The Kawhatau Valley has grown abundant peacharines for over 30 years, along with Black Doris and Omega plums, and a new Sweet Dream peach variety.

The legendary Healey’s Peacharine is Diana’s pride and joy, while apricot and nectarine plantings have been replaced over the years. But they’re constantly planting new trees and trying out new cultivars.

“If we have a new variety we have a two bite taste test: 1. Do we want to have another bite?  2. Do we want to finish the fruit?” she says.

Several Central Otago growers also grow peacharine varieties and the two areas have similar seasonal characteristics – except for the high rainfall in the Mangaweka.

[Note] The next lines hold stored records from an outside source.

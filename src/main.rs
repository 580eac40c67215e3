mod cli;
mod project;
mod report;
mod setup;

fn main() {
    if let Ok(root) = std::env::var("TAILVITE_PROJECT_ROOT") {
        if let Err(e) = std::env::set_current_dir(&root) {
            eprintln!("warning: failed to switch to project root at {root}: {e}");
        }
    }
    cli::run();
}
use std::path::Path;
use std::process::{Command, Stdio};

use anyhow::{Context, Result, bail};

/// Packages wired into the Vite build.
const PACKAGES: &[&str] = &["tailwindcss", "@tailwindcss/vite"];

/// Run `npm install` for the Tailwind packages with the project root as the
/// working directory, streaming npm's output straight to the user. Blocks
/// until npm exits; no timeout, no retry.
pub fn install_packages(root: &Path) -> Result<()> {
    let status = Command::new("npm")
        .arg("install")
        .args(PACKAGES)
        .current_dir(root)
        .stdin(Stdio::inherit())
        .stdout(Stdio::inherit())
        .stderr(Stdio::inherit())
        .status()
        .context("spawning npm")?;

    if !status.success() {
        bail!(
            "npm install failed (code: {})",
            status.code().unwrap_or_default()
        );
    }
    Ok(())
}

Renowned for being difficult to grow, the peacharine has superior eating qualities and the microclimate of the Kawhatau Valley is a perfect environment for it.

At 550m there isn’t a day of the year that hasn’t at some stage been affected by frost in the past 100 years. “No I don’t just light my fire on Christmas day for the ambience,” Diana says.

The rainfall is also high, and this part of the country has not escaped the flooding affecting many areas in recent years, with structural repairs to bridges and State Highway 1 still currently threatening to drop into the river.

“The challenges that we face are often quite different from other growers,” Diana says.

Access to spray and equipment, packing facilities, and the ability to borrow from neighbours isn’t so straightforward for Diana and Grant and their son, who are also sheep and beef farmers.

“If gear breaks down, we don’t just have contractors close by to call on.

For summerfruit, cool chain transportation to markets is critical when fruit is sent to retailers all over the North Island. 

The fruit is grown in soils where nutrients are actively monitored and micro-organisms tailored for optimum plant health and ongoing sustainable production.

Growing an abundance of fruit comes from being careful, Diana says, and prides her husband Grant on being a very good orchardist.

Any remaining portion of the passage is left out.